Bu X şekilli galaksiler teorisinin oldukça katı terimleri vardır: Jetler lobları arasında bulaşma olamaz. Boş alanların karanlık olması gerekir. Çünkü kara delik o kadar aniden yeniden yönlendirilmişti ki, jetler araya giren alan boyunca parçacıklar püskürterek sallanmayacaktı. İşlem, dış perspektiften, bir jet kaynağının tıpkı aynı konumda açılmış ve farklı yönlere püskürterek kapanması gibi görünecektir.
LOFAR'ın yeni resmi, en azından NGC 326'da durumun böyle olmadığını gösteriyor.
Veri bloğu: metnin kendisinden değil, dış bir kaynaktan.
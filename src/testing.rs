//! In-memory stand-ins for the database, the dashboard and the portal.

use chrono::{DateTime, TimeZone, Utc};
use std::cell::{Cell, RefCell};

use crate::config::ControlPolicy;
use crate::db::models::*;
use crate::db::store::{Store, StoreError};
use crate::driver::{setpoint_action, ContainerDriver, DriverCheck, DriverError, SetpointAction};
use crate::measure::{DeviceReading, MeasureError, Thermometers};
use crate::services::runtime::Runtime;
use crate::temperature::Temperature;

pub fn noon() -> DateTime<Utc> {
    Utc.with_ymd_and_hms(2024, 11, 4, 12, 0, 0).unwrap()
}

#[derive(Debug, Default)]
pub struct MemoryStore {
    pub containers: Vec<Container>,
    pub thermometers: Vec<Thermometer>,
    pub container_thermometers: Vec<ContainerThermometer>,
    pub tasks: Vec<Task>,
    pub container_tasks: Vec<ContainerTask>,
    pub settings: Vec<Setting>,
    pub container_sets: Vec<ContainerSet>,
    pub readings: Vec<Reading>,
    pub task_reads: Vec<TaskRead>,
    pub checks: Vec<Check>,
    pub controls: Vec<Control>,
    pub task_controls: Vec<TaskControl>,
    pub set_controls: Vec<SetControl>,
}

impl MemoryStore {
    pub fn with_task(task: Task, container: &str) -> Self {
        let mut store = MemoryStore::default();
        store.container_tasks.push(ContainerTask {
            task_id: task.id.clone(),
            container_id: container.to_string(),
        });
        store.tasks.push(task);
        store
    }

    pub fn with_setting(setting: Setting, container: &str) -> Self {
        let mut store = MemoryStore::default();
        store.container_sets.push(ContainerSet {
            set_id: setting.id.clone(),
            container_id: container.to_string(),
        });
        store.settings.push(setting);
        store
    }

    pub fn push_check(&mut self, container: &str, timestamp: i64, setpoint: &str) {
        let n = self.checks.len();
        self.checks.push(Check {
            id: format!("check-{}", n),
            container: container.to_string(),
            timestamp,
            logged: String::new(),
            received: String::new(),
            power: "On".to_string(),
            read_setpoint: setpoint.to_string(),
        });
    }

    pub fn push_task_control(&mut self, task_id: &str, timestamp: i64, setpoint: &str) {
        let id = format!("control-{}", self.controls.len());
        self.controls.push(Control {
            id: id.clone(),
            timestamp,
            target_setpoint: setpoint.to_string(),
        });
        self.task_controls.push(TaskControl {
            task_id: task_id.to_string(),
            control_id: id,
        });
    }

    pub fn task_status(&self, id: &str) -> Option<String> {
        self.tasks.iter().find(|t| t.id == id).map(|t| t.status.clone())
    }

    pub fn setting_status(&self, id: &str) -> Option<String> {
        self.settings.iter().find(|s| s.id == id).map(|s| s.status.clone())
    }

    /// Target setpoints linked to a task, oldest first.
    pub fn task_targets(&self, task_id: &str) -> Vec<String> {
        self.controls
            .iter()
            .filter(|c| self.task_controls.iter().any(|tc| tc.task_id == task_id && tc.control_id == c.id))
            .map(|c| c.target_setpoint.clone())
            .collect()
    }
}

fn newest_first<T: Clone>(rows: impl DoubleEndedIterator<Item = T>, key: impl Fn(&T) -> i64) -> Vec<T> {
    let mut rows: Vec<T> = rows.rev().collect();
    rows.sort_by_key(|r| std::cmp::Reverse(key(r)));
    rows
}

impl Store for MemoryStore {
    fn task(&mut self, id: &str) -> Result<Option<Task>, StoreError> {
        Ok(self.tasks.iter().find(|t| t.id == id).cloned())
    }

    fn setting(&mut self, id: &str) -> Result<Option<Setting>, StoreError> {
        Ok(self.settings.iter().find(|s| s.id == id).cloned())
    }

    fn task_container(&mut self, task_id: &str) -> Result<Option<String>, StoreError> {
        Ok(self
            .container_tasks
            .iter()
            .find(|p| p.task_id == task_id)
            .map(|p| p.container_id.clone()))
    }

    fn setting_container(&mut self, set_id: &str) -> Result<Option<String>, StoreError> {
        Ok(self
            .container_sets
            .iter()
            .find(|p| p.set_id == set_id)
            .map(|p| p.container_id.clone()))
    }

    fn container_thermometer_ids(&mut self, container: &str) -> Result<Vec<String>, StoreError> {
        Ok(self
            .container_thermometers
            .iter()
            .filter(|p| p.container_id == container)
            .map(|p| p.thermometer_id.clone())
            .collect())
    }

    fn insert_readings(&mut self, rows: &[Reading]) -> Result<usize, StoreError> {
        self.readings.extend_from_slice(rows);
        Ok(rows.len())
    }

    fn insert_task_reads(&mut self, rows: &[TaskRead]) -> Result<usize, StoreError> {
        self.task_reads.extend_from_slice(rows);
        Ok(rows.len())
    }

    fn task_readings(&mut self, task_id: &str) -> Result<Vec<Reading>, StoreError> {
        Ok(self
            .readings
            .iter()
            .filter(|r| self.task_reads.iter().any(|p| p.task_id == task_id && p.read_id == r.id))
            .cloned()
            .collect())
    }

    fn insert_checks(&mut self, rows: &[Check]) -> Result<usize, StoreError> {
        self.checks.extend_from_slice(rows);
        Ok(rows.len())
    }

    fn container_checks(&mut self, container: &str) -> Result<Vec<Check>, StoreError> {
        Ok(newest_first(
            self.checks.iter().filter(|c| c.container == container).cloned(),
            |c| c.timestamp,
        ))
    }

    fn insert_control(&mut self, row: &Control) -> Result<(), StoreError> {
        self.controls.push(row.clone());
        Ok(())
    }

    fn insert_task_control(&mut self, row: &TaskControl) -> Result<(), StoreError> {
        self.task_controls.push(row.clone());
        Ok(())
    }

    fn insert_set_control(&mut self, row: &SetControl) -> Result<(), StoreError> {
        self.set_controls.push(row.clone());
        Ok(())
    }

    fn task_controls(&mut self, task_id: &str) -> Result<Vec<Control>, StoreError> {
        let linked = |c: &&Control| self.task_controls.iter().any(|p| p.task_id == task_id && p.control_id == c.id);
        Ok(newest_first(self.controls.iter().filter(linked).cloned(), |c| c.timestamp))
    }

    fn update_task_status(&mut self, id: &str, status: TaskStatus) -> Result<(), StoreError> {
        if let Some(t) = self.tasks.iter_mut().find(|t| t.id == id) {
            t.status = status.as_str().to_string();
        }
        Ok(())
    }

    fn update_setting_status(&mut self, id: &str, status: SettingStatus) -> Result<(), StoreError> {
        if let Some(s) = self.settings.iter_mut().find(|s| s.id == id) {
            s.status = status.as_str().to_string();
        }
        Ok(())
    }

    fn clear_data_tables(&mut self) -> Result<(), StoreError> {
        self.readings.clear();
        self.task_reads.clear();
        self.checks.clear();
        self.controls.clear();
        self.task_controls.clear();
        self.set_controls.clear();
        self.container_thermometers.clear();
        self.container_tasks.clear();
        self.container_sets.clear();
        self.containers.clear();
        self.thermometers.clear();
        Ok(())
    }

    fn insert_containers(&mut self, rows: &[Container]) -> Result<usize, StoreError> {
        self.containers.extend_from_slice(rows);
        Ok(rows.len())
    }

    fn insert_thermometers(&mut self, rows: &[Thermometer]) -> Result<usize, StoreError> {
        self.thermometers.extend_from_slice(rows);
        Ok(rows.len())
    }
}

/// Dashboard with one row per container. Accepted commands show up on the
/// next read, like the real controller.
pub struct FakeDriver {
    pub rows: RefCell<Vec<DriverCheck>>,
    pub commands: RefCell<Vec<(String, Temperature)>>,
    pub accepts: Cell<bool>,
}

impl FakeDriver {
    pub fn new(rows: Vec<DriverCheck>) -> Self {
        FakeDriver {
            rows: RefCell::new(rows),
            commands: RefCell::new(Vec::new()),
            accepts: Cell::new(true),
        }
    }

    pub fn single(container: &str, power: &str, setpoint: &str, fetched_at: i64) -> Self {
        FakeDriver::new(vec![row(container, power, setpoint, fetched_at)])
    }

    pub fn commanded(&self) -> Vec<String> {
        self.commands.borrow().iter().map(|(_, t)| t.to_string()).collect()
    }

    pub fn set_setpoint(&self, container: &str, setpoint: &str) {
        for r in self.rows.borrow_mut().iter_mut().filter(|r| r.name == container) {
            r.setpoint = setpoint.to_string();
        }
    }
}

pub fn row(container: &str, power: &str, setpoint: &str, fetched_at: i64) -> DriverCheck {
    DriverCheck {
        name: container.to_string(),
        logged: "04/11/24 11:58".to_string(),
        received: "04/11/24 11:59".to_string(),
        power: power.to_string(),
        setpoint: setpoint.to_string(),
        fetched_at,
    }
}

impl ContainerDriver for FakeDriver {
    fn read_checks(&self) -> Result<Vec<DriverCheck>, DriverError> {
        Ok(self.rows.borrow().clone())
    }

    fn set_and_check(&self, container: &str, target: Temperature) -> Result<Vec<DriverCheck>, DriverError> {
        let rows = self.rows.borrow().clone();
        let current = rows
            .iter()
            .find(|r| r.name == container)
            .ok_or_else(|| DriverError::UnknownContainer(container.to_string()))?;
        if setpoint_action(current, target)? == SetpointAction::Apply {
            self.commands.borrow_mut().push((container.to_string(), target));
            if self.accepts.get() {
                self.set_setpoint(container, &target.to_string());
            }
        }
        Ok(rows)
    }
}

#[derive(Default)]
pub struct FakeThermometers {
    pub readings: Vec<DeviceReading>,
    pub unavailable: bool,
}

impl FakeThermometers {
    pub fn with(readings: Vec<DeviceReading>) -> Self {
        FakeThermometers {
            readings,
            unavailable: false,
        }
    }
}

pub fn device_reading(device_id: &str, temperature: &str, measured_at: &str) -> DeviceReading {
    DeviceReading {
        device_id: device_id.to_string(),
        device_name: format!("Probe {}", device_id),
        device_group: "Hall".to_string(),
        temperature: temperature.to_string(),
        measured_at: measured_at.to_string(),
        fetched_at: noon().timestamp(),
    }
}

impl Thermometers for FakeThermometers {
    fn read_all(&self) -> Result<Vec<DeviceReading>, MeasureError> {
        if self.unavailable {
            return Err(MeasureError::Transport("portal unreachable".to_string()));
        }
        Ok(self.readings.clone())
    }
}

pub fn runtime<'a>(
    store: &'a mut MemoryStore,
    driver: &'a FakeDriver,
    thermometers: &'a FakeThermometers,
    now: DateTime<Utc>,
) -> Runtime<'a> {
    Runtime {
        store,
        driver,
        thermometers,
        policy: ControlPolicy::default(),
        now,
    }
}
Galaksinin "X" lobları arasındaki boşluklar parlayan parçacıklar ile doludur, bu da onu alfabenin bir harfinden çok bir damla gibi yapar.
Araştırmacılar, "Ani bir jet yeniden yönlendirmesi veya daha yavaş bir geçiş ... olarak ortaya çıkan bir BH-BH birleşmesinin bu verilerle göz ardı edilmediğini vurguluyoruz." "Ancak artık gözlemlenen kaynak morfolojisi için tek başına gerekli veya yeterli bir açıklama değildir."
Başka bir deyişle, kara delikler NGC 326'da birleşmiş olabilir. Ancak bu daha ayrıntılı resim, böyle bir birleşmenin dezavantajını göstermeyebilir. Ve eğer NGC 326'da bir kara delik birleşmesi gerçekleşmişse, bu birleşmenin kendisi kendi başına gökbilimcilerin uzayın o kısmında görebileceği şekli açıklayamaz.
Araştırmacılar, yolda, gökbilimcilerin, NGC 326'nın "prototip" örneği olduğu X şeklindeki galaksilerle ilgili varsayımlarını yeniden değerlendirmek zorunda kalacaklarını yazdılar. Gökbilimciler Lazer İnterferometre Uzay Antenini veya şimdiye kadarki en hassas kütleçekim dalgası dedektörü olan LISA'yı uzaya koymaya çalışırken, bazıları kaç tane süper kütleli kara delik birleşmesinin (uzay zamanında çok büyük dalgalanmalar üreten) hesaplamaları üretti. düşük frekanslı yerçekimi dalgaları olarak bilinir) cihaz, uzaydaki X şeklindeki gökada sayısına göre her yıl tespit edebilmelidir. Fakat NGC 326 gerçekten X şeklinde değilse, gökbilimciler daha uzak olanlardan herhangi birine güvenebilir mi? Bu hesaplamalar için çizim tahtasına geri dönme zamanı gelmiş olabilir.